Learning How To Relax May Improve Future Health, Reduce Use Of Health Services
Lifestyle changes play a big role in determining our future health, and the first two we immediately think of are diet and exercise. While these are crucial to our health, a big aspect that isn’t discussed as much is mental health — and similarly, using relaxation techniques to set the stage for better health later down the road.
In a new study out of the Institute for Technology Assessment and the Benson-Henry Institute (BHI) for Mind Body Medicine at Massachusetts General Hospital, researchers found that people who took part in a relaxation response program used fewer health care services a year later, compared to their use a year before. It proves that learning how to relax — though often not a priority in our busy lives — can be as beneficial to our future health as exercise.
The Relaxation Response
Stress is ultimately rooted in our fight-or-flight response, a survival mechanism that helps us avoid dangers by producing a lot of adrenaline, making our hearts race and muscles tense. The fight-or-flight response develops in response to life-threatening situations, but many times it’s activated by things that aren’t so life-threatening: like job stress, spilled coffee, or a packed train on the way to work. An accumulation of the stress hormones released by repeated activation of the fight-or-flight response leads to detrimental health effects and chronic stress, from high blood pressure and depression to heart disease.

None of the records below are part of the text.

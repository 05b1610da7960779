use std::{fs, io::ErrorKind, path::Path};

use tracing::{debug, info};

use super::{Config, ConfigPaths};
use crate::{MediabarError, Result};

impl Config {
    /// Loads the configuration file at `path`
    ///
    /// A missing file yields the defaults. Fields missing from the file
    /// take their default values.
    ///
    /// # Errors
    ///
    /// Returns an error if:
    /// - The file exists but cannot be read
    /// - The TOML content is invalid
    /// - A value fails validation
    pub fn load(path: &Path) -> Result<Config> {
        let content = match fs::read_to_string(path) {
            Ok(content) => content,
            Err(e) if e.kind() == ErrorKind::NotFound => {
                info!("No config at {}, using defaults", path.display());
                return Ok(Config::default());
            }
            Err(e) => return Err(MediabarError::io(e, path)),
        };

        debug!("Loading config from {}", path.display());
        let config = Self::from_toml(&content).map_err(|e| match e {
            MediabarError::TomlParseError { details, .. } => {
                MediabarError::toml_parse(details, Some(path))
            }
            other => other,
        })?;

        Ok(config)
    }

    /// Loads the configuration from the default location
    ///
    /// # Errors
    ///
    /// Returns an error if the config directory cannot be determined or
    /// [`Config::load`] fails.
    pub fn load_default() -> Result<Config> {
        let path = ConfigPaths::main_config().map_err(|e| MediabarError::IoError {
            path: "config.toml".into(),
            details: e.to_string(),
        })?;
        Self::load(&path)
    }

    /// Parses and validates configuration from a TOML string
    ///
    /// # Errors
    ///
    /// Returns an error if the TOML is invalid or a value fails validation.
    pub fn from_toml(content: &str) -> Result<Config> {
        let config: Config =
            toml::from_str(content).map_err(|e| MediabarError::toml_parse(e, None))?;
        config.media.validate()?;
        Ok(config)
    }
}
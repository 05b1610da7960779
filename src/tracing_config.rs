use std::{env, io};

use tracing_subscriber::{EnvFilter, fmt, layer::SubscriberExt, util::SubscriberInitExt};

use crate::config::{ConfigPaths, LogLevel};

/// Environment variable choosing between `pretty` and `json` log output.
pub const LOG_FORMAT_VAR: &str = "MEDIABAR_LOG_FORMAT";

fn env_filter(default_level: &LogLevel) -> EnvFilter {
    EnvFilter::try_from_default_env().unwrap_or_else(|_| EnvFilter::new(default_level.to_string()))
}

fn json_output() -> bool {
    env::var(LOG_FORMAT_VAR).is_ok_and(|format| format == "json")
}

/// Initialize tracing for the application
///
/// Logs go to stderr so stdout stays free for the bar's JSON lines.
/// `RUST_LOG` overrides `default_level` when set.
///
/// # Errors
/// Returns error if a global subscriber is already installed
pub fn init(default_level: &LogLevel) -> Result<(), Box<dyn std::error::Error>> {
    let registry = tracing_subscriber::registry().with(env_filter(default_level));

    if json_output() {
        registry
            .with(
                fmt::layer()
                    .json()
                    .with_target(true)
                    .with_level(true)
                    .with_writer(io::stderr),
            )
            .try_init()?;
    } else {
        registry
            .with(
                fmt::layer()
                    .compact()
                    .with_target(true)
                    .with_level(true)
                    .with_writer(io::stderr),
            )
            .try_init()?;
    }

    Ok(())
}

/// Initialize tracing with file output
///
/// Like [`init`], plus a daily-rotated file in the mediabar log directory.
///
/// # Errors
/// Returns error if the log directory cannot be created or a global
/// subscriber is already installed
pub fn init_with_file(default_level: &LogLevel) -> Result<(), Box<dyn std::error::Error>> {
    const DAYS_TO_KEEP: usize = 7;

    let log_dir = ConfigPaths::log_dir()?;
    let file_appender = tracing_appender::rolling::Builder::new()
        .rotation(tracing_appender::rolling::Rotation::DAILY)
        .max_log_files(DAYS_TO_KEEP)
        .filename_prefix("mediabar")
        .filename_suffix("log")
        .build(&log_dir)?;
    let (non_blocking, guard) = tracing_appender::non_blocking(file_appender);

    let registry = tracing_subscriber::registry().with(env_filter(default_level));

    if json_output() {
        registry
            .with(
                fmt::layer()
                    .json()
                    .with_target(true)
                    .with_level(true)
                    .with_writer(io::stderr),
            )
            .with(
                fmt::layer()
                    .json()
                    .with_target(true)
                    .with_level(true)
                    .with_writer(non_blocking)
                    .with_ansi(false),
            )
            .try_init()?;
    } else {
        registry
            .with(
                fmt::layer()
                    .compact()
                    .with_target(true)
                    .with_level(true)
                    .with_writer(io::stderr),
            )
            .with(
                fmt::layer()
                    .compact()
                    .with_target(true)
                    .with_level(true)
                    .with_writer(non_blocking)
                    .with_ansi(false),
            )
            .try_init()?;
    }

    // The writer thread must outlive every span; the process exit flushes it.
    std::mem::forget(guard);

    Ok(())
}
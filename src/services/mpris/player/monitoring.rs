use futures::{
    StreamExt, future,
    stream::{BoxStream, select_all},
};
use tokio::task::JoinHandle;
use tracing::{debug, instrument, warn};

use super::PlayerInfo;
use crate::services::mpris::{
    EventSender, MediaEvent, PlayerEvent, PlayerId, proxy::MediaPlayer2PlayerProxy,
};

enum Change {
    Properties,
    Seeked(i64),
}

/// Forwards a player's bus notifications into the media event channel.
pub(crate) struct PlayerMonitor;

impl PlayerMonitor {
    /// Start monitoring a player's properties and `Seeked` signal.
    ///
    /// The returned task runs until it is aborted or the event channel closes.
    pub fn start(
        player_id: PlayerId,
        proxy: MediaPlayer2PlayerProxy<'static>,
        events: EventSender,
    ) -> JoinHandle<()> {
        tokio::spawn(Self::monitor(player_id, proxy, events))
    }

    #[instrument(skip(proxy, events), fields(player = %player_id))]
    async fn monitor(
        player_id: PlayerId,
        proxy: MediaPlayer2PlayerProxy<'static>,
        events: EventSender,
    ) {
        let mut streams: Vec<BoxStream<'static, Change>> = vec![
            Self::watch(proxy.receive_playback_status_changed().await),
            Self::watch(proxy.receive_metadata_changed().await),
            Self::watch(proxy.receive_can_play_changed().await),
            Self::watch(proxy.receive_can_control_changed().await),
            Self::watch(proxy.receive_can_go_next_changed().await),
            Self::watch(proxy.receive_can_go_previous_changed().await),
        ];

        match proxy.receive_seeked().await {
            Ok(seeked) => streams.push(
                seeked
                    .filter_map(|signal| {
                        let position = signal.args().ok().map(|args| *args.position());
                        future::ready(position.map(Change::Seeked))
                    })
                    .boxed(),
            ),
            Err(e) => warn!("Failed to subscribe to Seeked: {e}"),
        }

        let mut changes = select_all(streams);

        let send = |event: PlayerEvent| {
            events
                .send(MediaEvent::Player {
                    id: player_id.clone(),
                    event,
                })
                .is_ok()
        };

        if !send(PlayerEvent::Refreshed(PlayerInfo::from_cache(&proxy))) {
            return;
        }

        while let Some(change) = changes.next().await {
            let event = match change {
                Change::Properties => PlayerEvent::Refreshed(PlayerInfo::from_cache(&proxy)),
                Change::Seeked(position) => PlayerEvent::Seeked(position),
            };

            if !send(event) {
                break;
            }
        }

        debug!("Property monitoring ended");
    }

    fn watch<S>(stream: S) -> BoxStream<'static, Change>
    where
        S: futures::Stream + Send + 'static,
    {
        stream.map(|_| Change::Properties).boxed()
    }
}
use std::fmt;

/// Well-known bus name prefix reserved for MPRIS media players.
pub const MPRIS_BUS_PREFIX: &str = "org.mpris.MediaPlayer2.";

/// Unique identifier for a media player
///
/// Wraps the player's bus name. Two handles are the same player exactly when
/// their bus names are equal.
#[derive(Debug, Clone, PartialEq, Eq, Hash, PartialOrd, Ord)]
pub struct PlayerId(String);

impl PlayerId {
    /// Create a PlayerId from a D-Bus bus name
    pub fn from_bus_name(bus_name: &str) -> Self {
        Self(bus_name.to_string())
    }

    /// Get the D-Bus bus name
    pub fn bus_name(&self) -> &str {
        &self.0
    }

    /// Short player name with the MPRIS prefix and instance suffix removed.
    ///
    /// "org.mpris.MediaPlayer2.firefox.instance_1_234" -> "firefox"
    pub fn short_name(&self) -> &str {
        self.0
            .strip_prefix(MPRIS_BUS_PREFIX)
            .and_then(|rest| rest.split('.').next())
            .unwrap_or(&self.0)
    }

    /// Whether a bus name belongs to an MPRIS player.
    pub fn is_mpris_name(bus_name: &str) -> bool {
        bus_name.starts_with(MPRIS_BUS_PREFIX)
    }
}

impl fmt::Display for PlayerId {
    fn fmt(&self, f: &mut fmt::Formatter<'_>) -> fmt::Result {
        write!(f, "{}", self.0)
    }
}

/// Current playback state of a media player
#[derive(Debug, Clone, Copy, PartialEq, Eq, Default)]
pub enum PlaybackState {
    /// Player reported no usable status
    #[default]
    Idle,

    /// Player is stopped
    Stopped,

    /// Player is paused
    Paused,

    /// Player is currently playing
    Playing,
}

impl From<&str> for PlaybackState {
    fn from(status: &str) -> Self {
        match status {
            "Playing" => Self::Playing,
            "Paused" => Self::Paused,
            "Stopped" => Self::Stopped,
            _ => Self::Idle,
        }
    }
}

impl fmt::Display for PlaybackState {
    fn fmt(&self, f: &mut fmt::Formatter<'_>) -> fmt::Result {
        match self {
            PlaybackState::Idle => write!(f, "idle"),
            PlaybackState::Stopped => write!(f, "stopped"),
            PlaybackState::Paused => write!(f, "paused"),
            PlaybackState::Playing => write!(f, "playing"),
        }
    }
}

/// Control capabilities advertised by a player.
#[derive(Debug, Clone, Copy, PartialEq, Eq, Default)]
pub struct PlayerCapabilities {
    /// Can start playback
    pub can_play: bool,

    /// Accepts any control command at all
    pub can_control: bool,

    /// Can skip to next track
    pub can_go_next: bool,

    /// Can go to previous track
    pub can_go_previous: bool,
}

/// Playback commands forwarded to a player's bus interface.
#[derive(Debug, Clone, Copy, PartialEq, Eq)]
pub enum PlayerCommand {
    /// `Play`
    Play,
    /// `Pause`
    Pause,
    /// `Stop`
    Stop,
    /// `PlayPause`
    PlayPause,
    /// `Next`
    Next,
    /// `Previous`
    Previous,
}

impl PlayerCommand {
    /// Bus method name invoked for this command.
    pub fn method_name(self) -> &'static str {
        match self {
            PlayerCommand::Play => "Play",
            PlayerCommand::Pause => "Pause",
            PlayerCommand::Stop => "Stop",
            PlayerCommand::PlayPause => "PlayPause",
            PlayerCommand::Next => "Next",
            PlayerCommand::Previous => "Previous",
        }
    }
}

impl fmt::Display for PlayerCommand {
    fn fmt(&self, f: &mut fmt::Formatter<'_>) -> fmt::Result {
        f.write_str(self.method_name())
    }
}
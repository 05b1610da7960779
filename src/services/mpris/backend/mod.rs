//! Seams between the aggregation core and the message bus.
//!
//! The registry only talks to the bus through [`PlayerBackend`], and each
//! player handle only through its [`PlayerLink`]. [`SessionBus`] is the real
//! implementation; tests swap in in-memory fakes.

mod session;

use std::{fmt, sync::Arc};

use async_trait::async_trait;
use tokio::task::JoinHandle;

pub use session::SessionBus;

use super::{EventSender, MediaError, PlayerCommand, PlayerId, player::PlayerInfo};

/// Player discovery and connection.
#[async_trait]
pub trait PlayerBackend: Send + Sync + 'static {
    /// Enumerate every MPRIS player currently owning a name on the bus.
    ///
    /// # Errors
    /// Returns error if the bus connection or the name listing fails
    async fn list_players(&self) -> Result<Vec<PlayerId>, MediaError>;

    /// Subscribe to name ownership changes.
    ///
    /// Every change to an MPRIS name is posted as
    /// [`MediaEvent::NameOwnerChanged`](super::MediaEvent::NameOwnerChanged)
    /// until the returned task is aborted.
    ///
    /// # Errors
    /// Returns error if the bus connection or the signal subscription fails
    async fn watch_players(&self, events: EventSender) -> Result<JoinHandle<()>, MediaError>;

    /// Connect to a single player and read its initial snapshot.
    ///
    /// # Errors
    /// Returns error if the player proxy cannot be created
    async fn open_player(&self, id: &PlayerId) -> Result<OpenedPlayer, MediaError>;
}

/// Connection to one player on the bus.
#[async_trait]
pub trait PlayerLink: Send + Sync + 'static {
    /// Invoke the bus method matching `command`.
    ///
    /// # Errors
    /// Returns error if the method call fails
    async fn send(&self, command: PlayerCommand) -> Result<(), MediaError>;

    /// Query the current playback position in microseconds.
    ///
    /// # Errors
    /// Returns error if the property read fails
    async fn query_position(&self) -> Result<i64, MediaError>;

    /// Start forwarding property changes and seeks as player events.
    ///
    /// The task posts a fresh [`PlayerInfo`] once its subscriptions are in
    /// place, then again after every change.
    fn monitor(&self, id: PlayerId, events: EventSender) -> JoinHandle<()>;
}

/// A player that was successfully connected.
pub struct OpenedPlayer {
    /// Snapshot read while connecting
    pub info: PlayerInfo,

    /// Link used for commands, position queries and monitoring
    pub link: Arc<dyn PlayerLink>,
}

impl fmt::Debug for OpenedPlayer {
    fn fmt(&self, f: &mut fmt::Formatter<'_>) -> fmt::Result {
        f.debug_struct("OpenedPlayer")
            .field("info", &self.info)
            .finish_non_exhaustive()
    }
}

That’s why Dr. Herbert Benson, founder and director emeritus of the Benson-Henry Institute and an author of the newest study, developed what’s known as the “relaxation response” 40 years ago. The essence of the response is to overturn the effects of the fight-or-flight response by focusing on deep breathing, meditation, mindfulness, and prayer to lower blood pressure, breathe more slowly, and reduce muscle tension.
The study employed Benson’s relaxation response, referring to it as the “physiologic opposite” of the fight-or-flight response. The researchers used data on people who participated in the BHI Relaxation Response Resiliency Program from 2006 to 2014, which helps people cope with stress using the relaxation response, social support, cognitive skills training, and positive psychology. They then measured their use of health services — including interactions with any health care providers, imaging studies, lab tests, and procedures — before and after their time participating in the relaxation response program. The participants saw an average reduction of 43 percent in their use of health care services in the year after they participated in the program. Relaxation served as a protective feature against future health problems.
“Our study’s primary finding is that programs that train patients to elicit the relaxation response — specifically those taught at the BHI — can also dramatically reduce health care utilization,” Dr. James Stahl, lead author of the study, said in the press release. “These programs promote wellness and, in our environment of constrained health care resources, could potentially ease the burden on our health delivery systems at minimal cost and at no real risk.”
Relaxation As Preventive Care
The authors conclude that relaxation techniques — which can range from Benson’s training program to more individual practices, like meditation and yoga — are an excellent form of natural preventive care.
“I think of it this way; there are many gates to wellness, but not everyone is ready to walk through a particular gate at a given time,” Stahl continued in the press release. “From a public health perspective, it is better to be prepared to offer these tools to people in their customary settings than to wait for them to seek out these interventions. For that reason, we feel that mind body interventions — which are both low-cost and essentially risk-free — should perhaps be incorporated into regular preventive care.”